--- SUPPLIED INFORMATION Enclosed Below ---

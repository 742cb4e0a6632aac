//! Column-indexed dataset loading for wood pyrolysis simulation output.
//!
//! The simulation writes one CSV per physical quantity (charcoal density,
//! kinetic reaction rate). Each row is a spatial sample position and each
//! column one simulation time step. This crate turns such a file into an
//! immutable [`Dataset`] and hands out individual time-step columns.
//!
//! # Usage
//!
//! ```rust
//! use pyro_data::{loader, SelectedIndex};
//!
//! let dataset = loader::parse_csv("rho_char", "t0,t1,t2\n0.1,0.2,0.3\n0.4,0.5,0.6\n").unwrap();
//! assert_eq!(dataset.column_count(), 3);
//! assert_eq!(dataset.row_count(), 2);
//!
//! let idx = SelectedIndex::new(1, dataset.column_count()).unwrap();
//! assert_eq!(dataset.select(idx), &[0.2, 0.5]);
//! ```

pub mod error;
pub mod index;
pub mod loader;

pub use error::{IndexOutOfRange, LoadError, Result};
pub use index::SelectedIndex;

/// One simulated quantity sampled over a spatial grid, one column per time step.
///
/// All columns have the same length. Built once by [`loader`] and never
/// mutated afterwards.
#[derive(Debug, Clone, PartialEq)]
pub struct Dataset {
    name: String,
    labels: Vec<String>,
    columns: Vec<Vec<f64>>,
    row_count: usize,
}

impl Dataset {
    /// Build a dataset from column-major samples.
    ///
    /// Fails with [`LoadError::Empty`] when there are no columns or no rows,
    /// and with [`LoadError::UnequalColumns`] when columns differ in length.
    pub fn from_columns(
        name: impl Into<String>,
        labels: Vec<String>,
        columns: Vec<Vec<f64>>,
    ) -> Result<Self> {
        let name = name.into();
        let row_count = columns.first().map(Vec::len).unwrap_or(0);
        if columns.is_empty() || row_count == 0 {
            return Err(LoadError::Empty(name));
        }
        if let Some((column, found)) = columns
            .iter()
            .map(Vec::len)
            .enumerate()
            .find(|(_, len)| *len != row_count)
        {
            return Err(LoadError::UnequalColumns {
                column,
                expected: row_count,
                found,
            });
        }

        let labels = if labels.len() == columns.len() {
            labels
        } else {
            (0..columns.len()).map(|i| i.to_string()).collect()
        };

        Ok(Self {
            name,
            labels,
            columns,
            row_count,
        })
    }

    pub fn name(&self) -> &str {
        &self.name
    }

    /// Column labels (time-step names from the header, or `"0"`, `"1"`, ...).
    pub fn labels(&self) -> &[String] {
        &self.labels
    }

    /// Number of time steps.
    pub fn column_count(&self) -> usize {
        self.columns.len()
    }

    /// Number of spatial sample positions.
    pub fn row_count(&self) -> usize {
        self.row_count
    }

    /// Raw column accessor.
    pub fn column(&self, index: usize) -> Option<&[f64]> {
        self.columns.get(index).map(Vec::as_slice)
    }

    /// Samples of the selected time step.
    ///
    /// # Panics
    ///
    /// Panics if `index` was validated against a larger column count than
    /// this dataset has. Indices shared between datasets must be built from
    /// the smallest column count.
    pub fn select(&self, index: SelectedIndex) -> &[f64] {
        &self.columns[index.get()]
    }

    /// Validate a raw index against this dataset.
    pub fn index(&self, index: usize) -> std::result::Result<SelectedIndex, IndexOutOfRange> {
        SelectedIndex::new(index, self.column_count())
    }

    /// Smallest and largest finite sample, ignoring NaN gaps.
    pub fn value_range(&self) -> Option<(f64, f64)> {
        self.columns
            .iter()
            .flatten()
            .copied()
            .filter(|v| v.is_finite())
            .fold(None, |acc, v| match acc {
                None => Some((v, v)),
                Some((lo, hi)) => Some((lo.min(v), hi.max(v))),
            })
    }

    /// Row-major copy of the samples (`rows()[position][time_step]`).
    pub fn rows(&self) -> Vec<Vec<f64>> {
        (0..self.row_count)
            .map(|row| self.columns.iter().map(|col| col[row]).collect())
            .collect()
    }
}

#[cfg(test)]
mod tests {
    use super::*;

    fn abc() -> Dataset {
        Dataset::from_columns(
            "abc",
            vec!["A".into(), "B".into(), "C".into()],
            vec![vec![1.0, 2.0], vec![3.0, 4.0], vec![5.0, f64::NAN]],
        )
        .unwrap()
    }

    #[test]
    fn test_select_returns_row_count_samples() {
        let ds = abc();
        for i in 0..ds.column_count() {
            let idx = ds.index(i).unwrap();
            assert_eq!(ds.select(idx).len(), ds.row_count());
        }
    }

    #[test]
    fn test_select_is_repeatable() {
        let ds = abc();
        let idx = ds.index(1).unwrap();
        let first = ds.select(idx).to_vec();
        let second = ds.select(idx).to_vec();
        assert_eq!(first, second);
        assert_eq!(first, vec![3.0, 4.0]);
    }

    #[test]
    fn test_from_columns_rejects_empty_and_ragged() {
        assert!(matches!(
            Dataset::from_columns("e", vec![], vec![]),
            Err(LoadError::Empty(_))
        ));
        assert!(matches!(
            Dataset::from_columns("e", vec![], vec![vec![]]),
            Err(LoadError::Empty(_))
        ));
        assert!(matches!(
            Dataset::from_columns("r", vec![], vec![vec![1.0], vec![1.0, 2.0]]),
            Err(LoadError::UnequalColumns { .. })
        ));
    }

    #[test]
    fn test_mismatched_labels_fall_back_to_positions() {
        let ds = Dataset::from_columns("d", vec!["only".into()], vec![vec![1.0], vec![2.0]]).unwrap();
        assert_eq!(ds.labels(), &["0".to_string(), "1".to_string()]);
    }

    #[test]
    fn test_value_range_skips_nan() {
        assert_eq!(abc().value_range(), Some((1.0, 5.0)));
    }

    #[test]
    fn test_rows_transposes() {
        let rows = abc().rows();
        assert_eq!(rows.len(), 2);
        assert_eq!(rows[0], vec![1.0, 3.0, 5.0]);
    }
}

--- End of Enclosed SUPPLIED INFORMATION ---
--- SUPPLIED INFORMATION Enclosed Below ---

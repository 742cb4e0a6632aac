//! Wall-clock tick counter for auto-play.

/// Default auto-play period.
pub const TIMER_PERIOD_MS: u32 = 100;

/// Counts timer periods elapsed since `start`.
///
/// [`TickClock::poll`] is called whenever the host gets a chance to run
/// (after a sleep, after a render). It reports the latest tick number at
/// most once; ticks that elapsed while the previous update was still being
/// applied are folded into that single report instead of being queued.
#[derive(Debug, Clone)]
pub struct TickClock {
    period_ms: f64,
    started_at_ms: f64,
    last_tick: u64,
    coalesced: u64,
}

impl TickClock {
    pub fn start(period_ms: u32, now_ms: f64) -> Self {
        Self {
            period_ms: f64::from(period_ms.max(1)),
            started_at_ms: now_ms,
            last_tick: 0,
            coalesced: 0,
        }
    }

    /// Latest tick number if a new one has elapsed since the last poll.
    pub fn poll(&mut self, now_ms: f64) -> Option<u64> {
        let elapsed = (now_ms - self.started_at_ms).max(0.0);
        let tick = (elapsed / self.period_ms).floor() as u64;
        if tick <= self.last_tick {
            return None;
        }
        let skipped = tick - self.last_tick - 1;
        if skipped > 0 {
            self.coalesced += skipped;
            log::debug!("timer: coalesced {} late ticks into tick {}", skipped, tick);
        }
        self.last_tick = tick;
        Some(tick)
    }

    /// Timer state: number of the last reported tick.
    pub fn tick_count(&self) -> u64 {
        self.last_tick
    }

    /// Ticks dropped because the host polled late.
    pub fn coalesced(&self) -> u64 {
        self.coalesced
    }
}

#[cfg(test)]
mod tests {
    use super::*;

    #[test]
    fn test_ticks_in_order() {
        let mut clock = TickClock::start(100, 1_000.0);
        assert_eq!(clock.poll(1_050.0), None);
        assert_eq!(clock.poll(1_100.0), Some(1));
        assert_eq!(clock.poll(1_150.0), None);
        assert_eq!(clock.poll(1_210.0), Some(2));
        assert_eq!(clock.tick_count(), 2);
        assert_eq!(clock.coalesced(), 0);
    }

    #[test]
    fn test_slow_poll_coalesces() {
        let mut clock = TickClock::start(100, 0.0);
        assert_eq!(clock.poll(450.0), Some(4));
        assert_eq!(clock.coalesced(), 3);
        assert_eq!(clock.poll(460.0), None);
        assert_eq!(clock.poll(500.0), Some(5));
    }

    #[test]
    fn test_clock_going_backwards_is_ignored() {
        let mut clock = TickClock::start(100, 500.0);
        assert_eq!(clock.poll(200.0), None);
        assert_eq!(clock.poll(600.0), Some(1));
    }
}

--- End of Enclosed SUPPLIED INFORMATION ---
--- SUPPLIED INFORMATION Enclosed Below ---

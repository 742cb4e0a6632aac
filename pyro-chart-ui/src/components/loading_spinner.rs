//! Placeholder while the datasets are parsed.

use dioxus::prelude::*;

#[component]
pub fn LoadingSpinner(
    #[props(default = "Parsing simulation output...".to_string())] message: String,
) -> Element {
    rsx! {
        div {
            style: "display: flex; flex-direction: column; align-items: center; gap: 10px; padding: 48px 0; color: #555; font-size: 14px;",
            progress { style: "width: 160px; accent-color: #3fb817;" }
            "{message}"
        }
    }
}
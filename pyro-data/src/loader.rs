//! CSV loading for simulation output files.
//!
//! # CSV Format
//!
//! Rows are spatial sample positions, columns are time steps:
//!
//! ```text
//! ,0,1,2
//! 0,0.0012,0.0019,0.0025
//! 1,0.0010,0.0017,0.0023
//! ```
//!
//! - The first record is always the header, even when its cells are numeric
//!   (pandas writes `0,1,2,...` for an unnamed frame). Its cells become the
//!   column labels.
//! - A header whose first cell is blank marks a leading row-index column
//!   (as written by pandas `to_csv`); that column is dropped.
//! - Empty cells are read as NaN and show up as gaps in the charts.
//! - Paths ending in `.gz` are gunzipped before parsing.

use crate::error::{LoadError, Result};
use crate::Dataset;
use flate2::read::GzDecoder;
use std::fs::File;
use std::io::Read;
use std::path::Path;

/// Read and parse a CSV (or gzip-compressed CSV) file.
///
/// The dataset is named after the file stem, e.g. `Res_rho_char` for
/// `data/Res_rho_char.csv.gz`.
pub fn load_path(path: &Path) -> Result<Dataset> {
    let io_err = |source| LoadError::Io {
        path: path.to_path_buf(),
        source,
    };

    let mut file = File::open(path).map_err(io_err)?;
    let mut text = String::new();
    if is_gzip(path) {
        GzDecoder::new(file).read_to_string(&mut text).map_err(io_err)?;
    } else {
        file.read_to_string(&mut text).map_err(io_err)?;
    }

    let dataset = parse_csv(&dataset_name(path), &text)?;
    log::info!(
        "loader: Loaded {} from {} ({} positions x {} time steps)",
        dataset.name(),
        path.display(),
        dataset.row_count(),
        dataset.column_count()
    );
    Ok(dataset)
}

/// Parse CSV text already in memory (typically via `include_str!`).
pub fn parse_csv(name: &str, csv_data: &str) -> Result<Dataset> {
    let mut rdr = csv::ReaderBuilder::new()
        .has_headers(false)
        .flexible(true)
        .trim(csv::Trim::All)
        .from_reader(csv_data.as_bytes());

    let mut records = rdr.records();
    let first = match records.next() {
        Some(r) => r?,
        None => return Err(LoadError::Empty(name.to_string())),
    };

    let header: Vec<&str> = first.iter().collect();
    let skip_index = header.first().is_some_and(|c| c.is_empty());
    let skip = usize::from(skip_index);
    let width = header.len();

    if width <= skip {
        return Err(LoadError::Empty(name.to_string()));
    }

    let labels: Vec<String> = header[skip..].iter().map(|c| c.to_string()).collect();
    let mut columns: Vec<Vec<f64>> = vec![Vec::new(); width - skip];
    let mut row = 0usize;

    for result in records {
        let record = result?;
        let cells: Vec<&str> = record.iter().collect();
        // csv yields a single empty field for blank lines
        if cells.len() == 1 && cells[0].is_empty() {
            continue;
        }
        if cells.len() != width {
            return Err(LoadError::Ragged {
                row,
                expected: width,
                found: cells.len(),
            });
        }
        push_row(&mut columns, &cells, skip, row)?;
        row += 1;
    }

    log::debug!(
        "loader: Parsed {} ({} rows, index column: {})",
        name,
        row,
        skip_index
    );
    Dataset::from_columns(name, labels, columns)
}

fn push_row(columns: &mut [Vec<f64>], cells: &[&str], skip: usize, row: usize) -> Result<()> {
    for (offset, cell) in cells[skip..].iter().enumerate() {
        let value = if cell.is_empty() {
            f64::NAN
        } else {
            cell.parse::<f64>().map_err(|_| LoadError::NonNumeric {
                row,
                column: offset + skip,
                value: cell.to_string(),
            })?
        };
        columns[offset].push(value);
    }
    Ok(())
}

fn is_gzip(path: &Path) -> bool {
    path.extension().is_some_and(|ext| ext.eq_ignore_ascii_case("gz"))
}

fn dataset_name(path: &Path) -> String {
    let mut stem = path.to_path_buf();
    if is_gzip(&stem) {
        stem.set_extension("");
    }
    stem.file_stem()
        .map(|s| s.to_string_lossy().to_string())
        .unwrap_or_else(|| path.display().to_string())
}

--- End of Enclosed SUPPLIED INFORMATION ---

ACTIVITY: The expected output is every line from the material above where "impl" can be found.

RESULT:
impl Dataset {
        name: impl Into<String>,
impl TickClock {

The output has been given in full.